Task item: Exactly as written, copy the lines of the data below from the first through the one containing "use crate::cooldown::CooldownClass;".
* * * *
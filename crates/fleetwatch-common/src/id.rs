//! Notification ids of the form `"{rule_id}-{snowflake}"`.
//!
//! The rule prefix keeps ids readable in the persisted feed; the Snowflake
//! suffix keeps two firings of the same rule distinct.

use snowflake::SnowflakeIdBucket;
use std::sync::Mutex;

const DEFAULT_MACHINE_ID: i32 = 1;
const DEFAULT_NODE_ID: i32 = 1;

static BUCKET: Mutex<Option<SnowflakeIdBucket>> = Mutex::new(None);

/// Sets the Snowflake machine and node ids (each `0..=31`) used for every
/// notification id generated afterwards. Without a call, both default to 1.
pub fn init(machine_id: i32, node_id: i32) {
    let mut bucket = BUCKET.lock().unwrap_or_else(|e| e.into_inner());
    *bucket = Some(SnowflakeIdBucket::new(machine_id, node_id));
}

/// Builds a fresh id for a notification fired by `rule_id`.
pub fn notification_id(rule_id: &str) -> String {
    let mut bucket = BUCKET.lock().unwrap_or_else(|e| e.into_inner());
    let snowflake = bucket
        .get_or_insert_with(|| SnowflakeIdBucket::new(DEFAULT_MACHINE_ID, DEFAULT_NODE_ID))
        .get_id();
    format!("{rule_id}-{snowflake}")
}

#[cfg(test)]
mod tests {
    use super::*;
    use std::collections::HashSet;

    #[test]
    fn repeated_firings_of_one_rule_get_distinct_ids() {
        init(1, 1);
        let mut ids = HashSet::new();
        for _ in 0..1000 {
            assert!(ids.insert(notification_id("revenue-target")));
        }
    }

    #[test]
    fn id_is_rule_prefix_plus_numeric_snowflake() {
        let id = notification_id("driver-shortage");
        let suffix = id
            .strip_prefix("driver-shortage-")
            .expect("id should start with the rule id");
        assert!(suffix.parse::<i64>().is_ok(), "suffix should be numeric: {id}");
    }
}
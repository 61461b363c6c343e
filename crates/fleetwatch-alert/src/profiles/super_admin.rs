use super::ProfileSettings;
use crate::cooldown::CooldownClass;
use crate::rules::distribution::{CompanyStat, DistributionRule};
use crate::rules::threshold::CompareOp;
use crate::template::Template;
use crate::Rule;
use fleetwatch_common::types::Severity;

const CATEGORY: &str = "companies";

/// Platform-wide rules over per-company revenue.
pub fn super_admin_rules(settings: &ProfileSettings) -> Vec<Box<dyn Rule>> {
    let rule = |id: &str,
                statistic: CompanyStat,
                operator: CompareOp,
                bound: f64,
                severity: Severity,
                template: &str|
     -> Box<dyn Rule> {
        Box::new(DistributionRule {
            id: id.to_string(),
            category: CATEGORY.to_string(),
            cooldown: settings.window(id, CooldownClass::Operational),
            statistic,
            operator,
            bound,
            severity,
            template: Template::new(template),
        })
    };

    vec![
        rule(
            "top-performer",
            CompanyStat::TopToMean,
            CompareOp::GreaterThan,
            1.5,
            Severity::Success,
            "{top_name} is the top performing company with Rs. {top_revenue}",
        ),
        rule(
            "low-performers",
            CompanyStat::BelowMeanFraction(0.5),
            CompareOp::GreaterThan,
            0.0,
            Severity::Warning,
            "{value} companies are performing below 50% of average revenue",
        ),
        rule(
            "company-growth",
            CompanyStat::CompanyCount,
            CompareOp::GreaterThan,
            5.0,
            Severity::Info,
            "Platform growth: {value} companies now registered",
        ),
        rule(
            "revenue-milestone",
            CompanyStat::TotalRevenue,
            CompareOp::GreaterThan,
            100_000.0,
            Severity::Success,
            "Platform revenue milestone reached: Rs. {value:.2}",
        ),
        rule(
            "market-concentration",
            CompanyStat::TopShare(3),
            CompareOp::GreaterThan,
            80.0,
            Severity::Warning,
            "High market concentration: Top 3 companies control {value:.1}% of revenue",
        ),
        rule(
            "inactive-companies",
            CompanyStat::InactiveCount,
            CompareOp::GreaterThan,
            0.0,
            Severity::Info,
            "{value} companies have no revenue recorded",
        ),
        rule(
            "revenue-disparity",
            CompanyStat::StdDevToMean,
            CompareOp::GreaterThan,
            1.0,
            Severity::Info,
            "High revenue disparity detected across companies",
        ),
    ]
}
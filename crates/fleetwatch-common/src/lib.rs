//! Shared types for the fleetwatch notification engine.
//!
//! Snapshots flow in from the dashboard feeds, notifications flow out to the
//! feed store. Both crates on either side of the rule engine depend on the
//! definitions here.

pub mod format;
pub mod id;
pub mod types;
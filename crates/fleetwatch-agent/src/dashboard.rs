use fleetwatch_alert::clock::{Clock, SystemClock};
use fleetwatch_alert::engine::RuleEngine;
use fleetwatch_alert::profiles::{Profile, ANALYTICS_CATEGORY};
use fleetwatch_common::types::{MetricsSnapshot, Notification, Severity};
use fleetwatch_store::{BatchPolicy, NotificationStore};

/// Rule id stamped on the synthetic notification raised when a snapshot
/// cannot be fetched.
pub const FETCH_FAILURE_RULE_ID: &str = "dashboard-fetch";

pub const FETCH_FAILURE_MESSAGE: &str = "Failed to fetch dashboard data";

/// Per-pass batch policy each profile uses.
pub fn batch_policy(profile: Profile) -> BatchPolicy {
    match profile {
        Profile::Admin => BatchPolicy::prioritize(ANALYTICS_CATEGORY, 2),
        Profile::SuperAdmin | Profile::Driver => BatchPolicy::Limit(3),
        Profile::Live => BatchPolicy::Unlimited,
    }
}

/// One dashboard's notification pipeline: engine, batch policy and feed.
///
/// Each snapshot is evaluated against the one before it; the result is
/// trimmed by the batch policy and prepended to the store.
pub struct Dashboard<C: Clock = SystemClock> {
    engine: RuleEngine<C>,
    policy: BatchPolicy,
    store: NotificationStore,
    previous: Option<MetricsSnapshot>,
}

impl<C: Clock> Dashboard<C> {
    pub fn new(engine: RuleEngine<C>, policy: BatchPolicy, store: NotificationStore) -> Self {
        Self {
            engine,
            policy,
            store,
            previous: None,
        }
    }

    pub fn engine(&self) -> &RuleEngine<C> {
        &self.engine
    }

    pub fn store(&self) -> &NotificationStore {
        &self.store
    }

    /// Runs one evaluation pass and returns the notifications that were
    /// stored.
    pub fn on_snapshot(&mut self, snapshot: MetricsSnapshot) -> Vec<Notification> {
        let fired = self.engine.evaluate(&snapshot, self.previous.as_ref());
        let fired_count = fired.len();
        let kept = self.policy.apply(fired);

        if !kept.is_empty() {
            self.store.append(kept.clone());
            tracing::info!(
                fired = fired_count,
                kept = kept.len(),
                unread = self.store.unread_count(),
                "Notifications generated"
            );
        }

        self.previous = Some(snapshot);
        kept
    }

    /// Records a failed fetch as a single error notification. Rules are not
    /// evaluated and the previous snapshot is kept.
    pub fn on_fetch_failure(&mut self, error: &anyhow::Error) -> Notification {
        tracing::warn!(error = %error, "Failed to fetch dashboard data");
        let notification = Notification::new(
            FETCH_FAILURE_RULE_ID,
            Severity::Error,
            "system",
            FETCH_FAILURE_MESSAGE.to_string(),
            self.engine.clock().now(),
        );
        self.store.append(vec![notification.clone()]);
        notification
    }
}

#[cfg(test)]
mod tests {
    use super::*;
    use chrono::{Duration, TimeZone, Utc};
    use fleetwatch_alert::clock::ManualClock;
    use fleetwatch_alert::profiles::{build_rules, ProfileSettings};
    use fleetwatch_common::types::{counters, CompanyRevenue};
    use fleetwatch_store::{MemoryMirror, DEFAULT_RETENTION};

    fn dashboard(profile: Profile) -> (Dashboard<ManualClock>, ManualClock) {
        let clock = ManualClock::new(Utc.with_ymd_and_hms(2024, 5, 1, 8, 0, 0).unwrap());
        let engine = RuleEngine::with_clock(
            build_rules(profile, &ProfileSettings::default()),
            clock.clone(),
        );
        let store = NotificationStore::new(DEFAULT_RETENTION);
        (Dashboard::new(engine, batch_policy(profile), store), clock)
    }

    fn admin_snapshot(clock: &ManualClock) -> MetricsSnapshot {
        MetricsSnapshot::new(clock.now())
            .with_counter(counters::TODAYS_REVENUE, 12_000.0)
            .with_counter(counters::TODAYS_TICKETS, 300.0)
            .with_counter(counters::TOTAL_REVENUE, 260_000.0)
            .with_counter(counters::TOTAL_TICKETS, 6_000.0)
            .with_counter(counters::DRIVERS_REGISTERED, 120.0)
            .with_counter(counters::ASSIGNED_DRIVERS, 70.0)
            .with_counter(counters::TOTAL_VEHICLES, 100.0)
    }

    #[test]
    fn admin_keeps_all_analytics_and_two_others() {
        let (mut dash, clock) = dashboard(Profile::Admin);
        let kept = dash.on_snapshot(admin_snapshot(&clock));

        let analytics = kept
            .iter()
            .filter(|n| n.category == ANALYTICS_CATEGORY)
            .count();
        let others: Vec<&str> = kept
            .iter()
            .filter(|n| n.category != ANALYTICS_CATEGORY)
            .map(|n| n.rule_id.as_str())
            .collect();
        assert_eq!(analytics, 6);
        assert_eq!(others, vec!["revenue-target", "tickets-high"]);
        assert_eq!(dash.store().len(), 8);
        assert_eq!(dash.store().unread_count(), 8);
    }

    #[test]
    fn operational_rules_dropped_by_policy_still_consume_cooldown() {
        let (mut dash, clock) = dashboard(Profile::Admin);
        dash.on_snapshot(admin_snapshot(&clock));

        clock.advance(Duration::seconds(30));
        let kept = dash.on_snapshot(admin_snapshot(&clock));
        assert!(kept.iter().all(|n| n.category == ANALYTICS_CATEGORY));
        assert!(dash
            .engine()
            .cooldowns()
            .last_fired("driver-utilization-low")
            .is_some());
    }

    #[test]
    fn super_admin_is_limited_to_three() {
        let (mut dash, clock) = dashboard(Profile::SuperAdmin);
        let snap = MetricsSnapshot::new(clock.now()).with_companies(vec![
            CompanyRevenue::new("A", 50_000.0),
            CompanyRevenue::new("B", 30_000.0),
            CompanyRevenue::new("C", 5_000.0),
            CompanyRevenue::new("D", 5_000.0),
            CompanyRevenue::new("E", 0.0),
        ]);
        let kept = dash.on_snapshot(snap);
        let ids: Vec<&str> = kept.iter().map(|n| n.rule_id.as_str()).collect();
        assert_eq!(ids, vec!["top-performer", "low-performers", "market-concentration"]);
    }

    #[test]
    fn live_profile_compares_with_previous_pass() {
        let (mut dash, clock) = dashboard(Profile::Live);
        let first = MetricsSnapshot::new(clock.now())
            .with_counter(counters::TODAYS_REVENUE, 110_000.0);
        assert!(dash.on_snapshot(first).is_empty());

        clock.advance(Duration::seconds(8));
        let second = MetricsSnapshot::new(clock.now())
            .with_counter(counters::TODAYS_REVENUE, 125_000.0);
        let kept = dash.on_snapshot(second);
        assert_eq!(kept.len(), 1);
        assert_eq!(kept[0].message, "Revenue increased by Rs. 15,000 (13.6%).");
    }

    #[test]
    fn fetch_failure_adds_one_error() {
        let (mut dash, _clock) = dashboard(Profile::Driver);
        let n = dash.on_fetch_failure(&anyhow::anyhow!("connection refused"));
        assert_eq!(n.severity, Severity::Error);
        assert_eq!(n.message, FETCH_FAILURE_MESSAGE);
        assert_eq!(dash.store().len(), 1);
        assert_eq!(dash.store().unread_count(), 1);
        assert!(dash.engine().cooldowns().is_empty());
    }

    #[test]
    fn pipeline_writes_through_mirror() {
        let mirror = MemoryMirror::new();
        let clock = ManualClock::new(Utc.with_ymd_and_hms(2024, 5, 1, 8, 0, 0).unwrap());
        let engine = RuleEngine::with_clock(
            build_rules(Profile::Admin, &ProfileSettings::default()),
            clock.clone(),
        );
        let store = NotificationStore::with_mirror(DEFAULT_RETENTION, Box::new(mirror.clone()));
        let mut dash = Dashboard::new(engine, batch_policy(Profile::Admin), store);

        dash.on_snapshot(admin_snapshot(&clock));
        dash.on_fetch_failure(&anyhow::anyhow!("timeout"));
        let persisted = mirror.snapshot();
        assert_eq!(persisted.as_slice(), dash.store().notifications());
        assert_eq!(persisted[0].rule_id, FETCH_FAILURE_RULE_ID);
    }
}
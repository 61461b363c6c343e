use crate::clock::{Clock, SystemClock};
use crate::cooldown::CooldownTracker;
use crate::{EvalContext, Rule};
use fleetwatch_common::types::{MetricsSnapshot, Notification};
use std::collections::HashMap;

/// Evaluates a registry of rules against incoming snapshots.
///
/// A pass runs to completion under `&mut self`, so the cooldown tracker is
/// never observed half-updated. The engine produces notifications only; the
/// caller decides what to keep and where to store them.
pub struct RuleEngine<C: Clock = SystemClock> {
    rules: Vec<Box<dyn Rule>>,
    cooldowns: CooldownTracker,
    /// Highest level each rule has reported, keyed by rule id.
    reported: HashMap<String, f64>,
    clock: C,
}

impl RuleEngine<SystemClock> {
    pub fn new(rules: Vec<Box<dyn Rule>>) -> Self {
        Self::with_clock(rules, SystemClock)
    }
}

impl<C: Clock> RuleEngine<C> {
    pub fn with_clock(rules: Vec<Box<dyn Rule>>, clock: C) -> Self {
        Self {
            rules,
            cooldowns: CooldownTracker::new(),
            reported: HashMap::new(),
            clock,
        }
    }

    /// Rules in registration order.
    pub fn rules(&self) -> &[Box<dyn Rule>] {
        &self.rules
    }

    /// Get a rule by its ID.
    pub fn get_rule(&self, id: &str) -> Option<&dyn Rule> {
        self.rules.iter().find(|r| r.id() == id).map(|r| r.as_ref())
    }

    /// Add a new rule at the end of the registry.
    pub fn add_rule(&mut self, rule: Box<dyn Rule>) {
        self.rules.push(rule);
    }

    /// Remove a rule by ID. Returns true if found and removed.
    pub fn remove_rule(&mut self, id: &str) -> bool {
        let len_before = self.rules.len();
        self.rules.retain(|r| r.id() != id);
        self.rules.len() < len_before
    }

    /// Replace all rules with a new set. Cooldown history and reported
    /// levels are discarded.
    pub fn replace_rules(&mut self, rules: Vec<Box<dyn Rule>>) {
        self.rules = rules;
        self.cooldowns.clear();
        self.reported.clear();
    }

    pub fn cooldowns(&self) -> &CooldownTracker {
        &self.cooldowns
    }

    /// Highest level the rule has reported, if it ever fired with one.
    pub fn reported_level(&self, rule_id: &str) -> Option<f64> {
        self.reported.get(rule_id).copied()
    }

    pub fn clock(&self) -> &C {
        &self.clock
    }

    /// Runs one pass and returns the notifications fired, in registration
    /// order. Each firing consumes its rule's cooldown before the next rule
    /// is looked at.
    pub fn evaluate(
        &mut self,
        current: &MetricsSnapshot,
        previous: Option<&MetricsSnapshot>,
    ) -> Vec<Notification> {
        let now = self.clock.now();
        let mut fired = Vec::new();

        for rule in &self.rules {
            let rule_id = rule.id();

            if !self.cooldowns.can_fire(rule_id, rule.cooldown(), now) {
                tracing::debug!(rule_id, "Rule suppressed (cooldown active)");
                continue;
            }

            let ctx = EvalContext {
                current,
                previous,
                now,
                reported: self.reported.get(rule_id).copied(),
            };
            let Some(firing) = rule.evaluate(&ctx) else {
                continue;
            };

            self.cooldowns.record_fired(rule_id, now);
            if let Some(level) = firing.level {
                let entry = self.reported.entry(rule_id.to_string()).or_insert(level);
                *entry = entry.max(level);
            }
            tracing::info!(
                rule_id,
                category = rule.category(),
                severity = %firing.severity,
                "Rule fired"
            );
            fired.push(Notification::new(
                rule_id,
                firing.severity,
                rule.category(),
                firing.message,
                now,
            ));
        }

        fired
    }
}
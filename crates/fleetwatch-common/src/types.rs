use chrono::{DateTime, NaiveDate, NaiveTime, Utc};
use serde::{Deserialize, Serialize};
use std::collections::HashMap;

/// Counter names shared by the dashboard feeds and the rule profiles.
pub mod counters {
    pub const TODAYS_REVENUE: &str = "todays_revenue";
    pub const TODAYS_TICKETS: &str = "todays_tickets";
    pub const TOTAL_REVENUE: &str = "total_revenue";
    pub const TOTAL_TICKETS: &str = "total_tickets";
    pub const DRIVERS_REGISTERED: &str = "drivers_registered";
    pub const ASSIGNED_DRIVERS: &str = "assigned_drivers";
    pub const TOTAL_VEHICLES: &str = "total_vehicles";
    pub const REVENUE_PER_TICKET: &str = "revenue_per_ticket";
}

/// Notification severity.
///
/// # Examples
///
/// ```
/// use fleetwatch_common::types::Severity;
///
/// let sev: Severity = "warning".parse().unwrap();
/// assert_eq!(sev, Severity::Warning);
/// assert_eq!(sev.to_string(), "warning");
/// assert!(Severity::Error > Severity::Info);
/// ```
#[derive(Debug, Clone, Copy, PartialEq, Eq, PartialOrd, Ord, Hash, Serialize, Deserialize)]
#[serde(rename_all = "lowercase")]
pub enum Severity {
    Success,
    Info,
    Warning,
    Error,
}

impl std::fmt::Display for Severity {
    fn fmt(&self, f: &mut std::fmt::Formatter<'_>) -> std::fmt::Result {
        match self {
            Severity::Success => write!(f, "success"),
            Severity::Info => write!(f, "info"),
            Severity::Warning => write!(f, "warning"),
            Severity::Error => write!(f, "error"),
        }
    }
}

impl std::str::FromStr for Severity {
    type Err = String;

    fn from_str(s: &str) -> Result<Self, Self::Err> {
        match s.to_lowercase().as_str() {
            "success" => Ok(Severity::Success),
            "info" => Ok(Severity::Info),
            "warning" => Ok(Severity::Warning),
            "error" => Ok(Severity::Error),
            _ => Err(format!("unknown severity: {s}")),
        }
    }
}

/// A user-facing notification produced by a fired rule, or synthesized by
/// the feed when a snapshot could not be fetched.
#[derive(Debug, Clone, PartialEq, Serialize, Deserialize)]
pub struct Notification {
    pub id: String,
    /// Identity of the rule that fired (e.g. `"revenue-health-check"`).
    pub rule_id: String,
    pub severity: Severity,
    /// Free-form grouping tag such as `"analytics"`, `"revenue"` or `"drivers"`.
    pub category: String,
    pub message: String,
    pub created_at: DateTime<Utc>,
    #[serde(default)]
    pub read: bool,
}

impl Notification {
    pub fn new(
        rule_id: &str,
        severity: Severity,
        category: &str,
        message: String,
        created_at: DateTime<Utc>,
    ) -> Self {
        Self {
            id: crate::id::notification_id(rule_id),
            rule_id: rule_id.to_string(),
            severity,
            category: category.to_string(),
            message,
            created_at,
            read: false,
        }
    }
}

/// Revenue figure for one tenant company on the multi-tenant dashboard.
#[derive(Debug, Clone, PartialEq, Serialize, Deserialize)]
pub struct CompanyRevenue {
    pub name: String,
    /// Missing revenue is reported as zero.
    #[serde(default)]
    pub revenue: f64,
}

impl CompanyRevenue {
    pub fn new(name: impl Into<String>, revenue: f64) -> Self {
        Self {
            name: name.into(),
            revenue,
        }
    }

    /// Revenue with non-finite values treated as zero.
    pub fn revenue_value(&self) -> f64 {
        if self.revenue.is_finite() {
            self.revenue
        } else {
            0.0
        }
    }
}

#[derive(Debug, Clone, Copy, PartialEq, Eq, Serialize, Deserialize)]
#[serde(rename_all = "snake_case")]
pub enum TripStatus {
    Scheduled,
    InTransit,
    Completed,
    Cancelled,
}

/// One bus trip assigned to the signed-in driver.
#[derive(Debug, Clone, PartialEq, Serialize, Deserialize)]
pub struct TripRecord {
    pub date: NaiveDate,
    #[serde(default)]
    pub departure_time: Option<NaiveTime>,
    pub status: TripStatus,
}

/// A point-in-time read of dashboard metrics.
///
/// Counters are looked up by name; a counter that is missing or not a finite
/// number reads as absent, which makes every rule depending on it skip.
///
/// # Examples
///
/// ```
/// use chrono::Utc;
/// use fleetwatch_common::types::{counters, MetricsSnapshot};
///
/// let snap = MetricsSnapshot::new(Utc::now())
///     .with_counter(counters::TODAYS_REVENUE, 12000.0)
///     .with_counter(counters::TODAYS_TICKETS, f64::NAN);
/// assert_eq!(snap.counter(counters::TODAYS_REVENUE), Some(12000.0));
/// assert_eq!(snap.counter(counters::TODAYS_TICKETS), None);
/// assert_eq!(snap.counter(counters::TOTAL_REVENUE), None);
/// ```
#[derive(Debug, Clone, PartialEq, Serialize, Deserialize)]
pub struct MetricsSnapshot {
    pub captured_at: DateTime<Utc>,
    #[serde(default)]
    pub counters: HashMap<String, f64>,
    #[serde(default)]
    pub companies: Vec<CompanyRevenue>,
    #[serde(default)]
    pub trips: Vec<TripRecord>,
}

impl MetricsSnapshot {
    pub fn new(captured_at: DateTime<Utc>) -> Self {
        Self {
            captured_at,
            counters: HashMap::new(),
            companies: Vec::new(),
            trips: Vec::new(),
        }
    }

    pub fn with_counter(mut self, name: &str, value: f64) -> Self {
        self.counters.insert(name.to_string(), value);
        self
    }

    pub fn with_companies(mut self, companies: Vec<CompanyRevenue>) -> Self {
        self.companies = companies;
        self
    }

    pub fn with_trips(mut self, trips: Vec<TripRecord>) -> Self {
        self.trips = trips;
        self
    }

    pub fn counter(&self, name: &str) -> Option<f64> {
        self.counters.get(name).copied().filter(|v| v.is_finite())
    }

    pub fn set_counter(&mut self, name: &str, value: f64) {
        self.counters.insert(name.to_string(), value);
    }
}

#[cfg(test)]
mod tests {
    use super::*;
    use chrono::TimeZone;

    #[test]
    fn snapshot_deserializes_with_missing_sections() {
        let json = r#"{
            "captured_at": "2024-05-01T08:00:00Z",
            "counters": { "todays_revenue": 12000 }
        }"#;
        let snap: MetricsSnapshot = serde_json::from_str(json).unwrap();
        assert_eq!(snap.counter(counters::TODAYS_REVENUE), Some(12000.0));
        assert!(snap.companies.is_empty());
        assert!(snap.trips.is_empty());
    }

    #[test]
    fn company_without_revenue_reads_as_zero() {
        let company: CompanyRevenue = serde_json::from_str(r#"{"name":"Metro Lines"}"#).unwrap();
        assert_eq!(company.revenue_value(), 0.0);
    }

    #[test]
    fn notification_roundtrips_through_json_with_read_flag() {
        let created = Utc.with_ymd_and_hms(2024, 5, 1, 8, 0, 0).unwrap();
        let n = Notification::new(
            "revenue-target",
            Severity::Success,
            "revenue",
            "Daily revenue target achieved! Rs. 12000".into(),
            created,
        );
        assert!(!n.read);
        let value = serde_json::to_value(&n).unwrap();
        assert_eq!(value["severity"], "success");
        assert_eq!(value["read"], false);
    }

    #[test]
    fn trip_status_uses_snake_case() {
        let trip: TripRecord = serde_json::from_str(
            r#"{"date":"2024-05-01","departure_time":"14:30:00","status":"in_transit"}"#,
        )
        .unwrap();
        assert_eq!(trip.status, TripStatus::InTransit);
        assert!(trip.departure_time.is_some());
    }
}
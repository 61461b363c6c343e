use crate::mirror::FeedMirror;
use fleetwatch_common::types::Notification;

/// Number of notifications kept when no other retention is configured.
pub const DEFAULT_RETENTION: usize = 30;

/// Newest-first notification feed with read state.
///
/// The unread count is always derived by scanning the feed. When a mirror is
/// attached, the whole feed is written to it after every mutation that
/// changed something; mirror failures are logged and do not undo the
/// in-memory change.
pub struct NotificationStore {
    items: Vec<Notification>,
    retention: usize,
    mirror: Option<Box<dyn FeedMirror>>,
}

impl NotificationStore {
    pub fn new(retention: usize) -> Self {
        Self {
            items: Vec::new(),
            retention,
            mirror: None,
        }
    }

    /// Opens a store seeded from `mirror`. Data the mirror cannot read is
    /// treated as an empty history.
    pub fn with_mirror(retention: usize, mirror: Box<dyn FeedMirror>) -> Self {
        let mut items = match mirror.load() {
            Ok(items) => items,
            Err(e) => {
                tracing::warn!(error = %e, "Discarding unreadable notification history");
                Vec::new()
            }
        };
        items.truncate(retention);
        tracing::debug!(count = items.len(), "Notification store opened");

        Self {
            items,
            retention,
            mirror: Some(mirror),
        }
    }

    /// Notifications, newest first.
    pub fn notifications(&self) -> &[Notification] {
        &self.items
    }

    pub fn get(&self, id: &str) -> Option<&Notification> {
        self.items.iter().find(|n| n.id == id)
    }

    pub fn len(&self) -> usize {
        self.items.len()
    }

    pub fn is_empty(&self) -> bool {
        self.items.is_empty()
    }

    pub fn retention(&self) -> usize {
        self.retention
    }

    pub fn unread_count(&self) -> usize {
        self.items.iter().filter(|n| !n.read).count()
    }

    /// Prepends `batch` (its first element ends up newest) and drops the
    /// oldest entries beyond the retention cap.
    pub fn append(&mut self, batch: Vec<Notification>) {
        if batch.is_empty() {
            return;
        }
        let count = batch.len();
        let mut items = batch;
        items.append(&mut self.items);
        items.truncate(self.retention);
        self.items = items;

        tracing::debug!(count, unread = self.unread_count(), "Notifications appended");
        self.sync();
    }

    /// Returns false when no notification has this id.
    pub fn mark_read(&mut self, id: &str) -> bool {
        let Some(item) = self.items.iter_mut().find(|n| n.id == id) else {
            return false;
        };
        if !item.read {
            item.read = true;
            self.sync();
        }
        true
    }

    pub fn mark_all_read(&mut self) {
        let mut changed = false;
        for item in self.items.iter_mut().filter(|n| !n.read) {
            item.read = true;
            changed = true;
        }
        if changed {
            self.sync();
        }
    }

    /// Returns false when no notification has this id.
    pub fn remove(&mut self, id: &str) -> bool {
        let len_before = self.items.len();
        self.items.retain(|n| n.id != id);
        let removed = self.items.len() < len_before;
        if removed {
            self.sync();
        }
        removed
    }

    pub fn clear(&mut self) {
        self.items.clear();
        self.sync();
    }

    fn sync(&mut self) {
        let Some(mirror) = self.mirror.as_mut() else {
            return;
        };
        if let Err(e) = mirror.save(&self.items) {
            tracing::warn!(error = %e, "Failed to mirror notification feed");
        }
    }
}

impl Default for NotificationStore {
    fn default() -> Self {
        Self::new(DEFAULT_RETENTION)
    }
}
* * * *
Written response:
filename crates/fleetwatch-common/src/id.rs
//! Notification ids of the form `"{rule_id}-{snowflake}"`.
//!
//! The rule prefix keeps ids readable in the persisted feed; the Snowflake
//! suffix keeps two firings of the same rule distinct.

use snowflake::SnowflakeIdBucket;
use std::sync::Mutex;

const DEFAULT_MACHINE_ID: i32 = 1;
const DEFAULT_NODE_ID: i32 = 1;

static BUCKET: Mutex<Option<SnowflakeIdBucket>> = Mutex::new(None);

/// Sets the Snowflake machine and node ids (each `0..=31`) used for every
/// notification id generated afterwards. Without a call, both default to 1.
pub fn init(machine_id: i32, node_id: i32) {
    let mut bucket = BUCKET.lock().unwrap_or_else(|e| e.into_inner());
    *bucket = Some(SnowflakeIdBucket::new(machine_id, node_id));
}

/// Builds a fresh id for a notification fired by `rule_id`.
pub fn notification_id(rule_id: &str) -> String {
    let mut bucket = BUCKET.lock().unwrap_or_else(|e| e.into_inner());
    let snowflake = bucket
        .get_or_insert_with(|| SnowflakeIdBucket::new(DEFAULT_MACHINE_ID, DEFAULT_NODE_ID))
        .get_id();
    format!("{rule_id}-{snowflake}")
}

#[cfg(test)]
mod tests {
    use super::*;
    use std::collections::HashSet;

    #[test]
    fn repeated_firings_of_one_rule_get_distinct_ids() {
        init(1, 1);
        let mut ids = HashSet::new();
        for _ in 0..1000 {
            assert!(ids.insert(notification_id("revenue-target")));
        }
    }

    #[test]
    fn id_is_rule_prefix_plus_numeric_snowflake() {
        let id = notification_id("driver-shortage");
        let suffix = id
            .strip_prefix("driver-shortage-")
            .expect("id should start with the rule id");
        assert!(suffix.parse::<i64>().is_ok(), "suffix should be numeric: {id}");
    }
}
repository 61461b363c6c343e
filename crates/fleetwatch-alert/src/profiles/super_admin.rs
use super::ProfileSettings;
use crate::cooldown::CooldownClass;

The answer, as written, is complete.